## Data for processing
----------------
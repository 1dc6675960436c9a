//! Prometheus metrics for coordination outcomes.
use lingo_core::CoordinationResult;
use prometheus::{
    Encoder, Histogram, HistogramOpts, IntCounter, IntCounterVec, Opts, Registry, TextEncoder,
};

#[derive(Clone)]
pub struct Metrics {
    registry: Registry,
    coordinations: IntCounterVec,
    degraded: IntCounter,
    rejected: IntCounter,
    latency: Histogram,
}

impl Metrics {
    pub fn new() -> Result<Self, prometheus::Error> {
        let registry = Registry::new();

        let coordinations = IntCounterVec::new(
            Opts::new("lingo_coordinations_total", "Completed coordinations"),
            &["execution_type"],
        )?;
        let degraded = IntCounter::new(
            "lingo_coordinations_degraded_total",
            "Coordinations answered with a failure explanation",
        )?;
        let rejected = IntCounter::new(
            "lingo_requests_rejected_total",
            "Requests rejected before classification",
        )?;
        let latency = Histogram::with_opts(
            HistogramOpts::new("lingo_coordination_seconds", "End-to-end coordination latency")
                .buckets(vec![0.05, 0.1, 0.25, 0.5, 1.0, 2.5, 5.0, 10.0, 30.0, 60.0, 120.0]),
        )?;

        registry.register(Box::new(coordinations.clone()))?;
        registry.register(Box::new(degraded.clone()))?;
        registry.register(Box::new(rejected.clone()))?;
        registry.register(Box::new(latency.clone()))?;

        Ok(Self {
            registry,
            coordinations,
            degraded,
            rejected,
            latency,
        })
    }

    pub fn observe(&self, result: &CoordinationResult) {
        self.coordinations
            .with_label_values(&[result.execution_type.as_str()])
            .inc();
        if result.degraded {
            self.degraded.inc();
        }
        self.latency.observe(result.elapsed_ms as f64 / 1000.0);
    }

    pub fn reject(&self) {
        self.rejected.inc();
    }

    pub fn encode(&self) -> Result<String, prometheus::Error> {
        encode(&self.registry)
    }
}

pub fn encode(registry: &Registry) -> Result<String, prometheus::Error> {
    let encoder = TextEncoder::new();
    let mut buffer = Vec::new();
    encoder.encode(&registry.gather(), &mut buffer)?;
    Ok(String::from_utf8_lossy(&buffer).to_string())
}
----------------
## Activity
Look through the data above. Each line containing the word "buffer" needs to be copied.

## Reply
    let mut buffer = Vec::new();
    encoder.encode(&registry.gather(), &mut buffer)?;
    Ok(String::from_utf8_lossy(&buffer).to_string())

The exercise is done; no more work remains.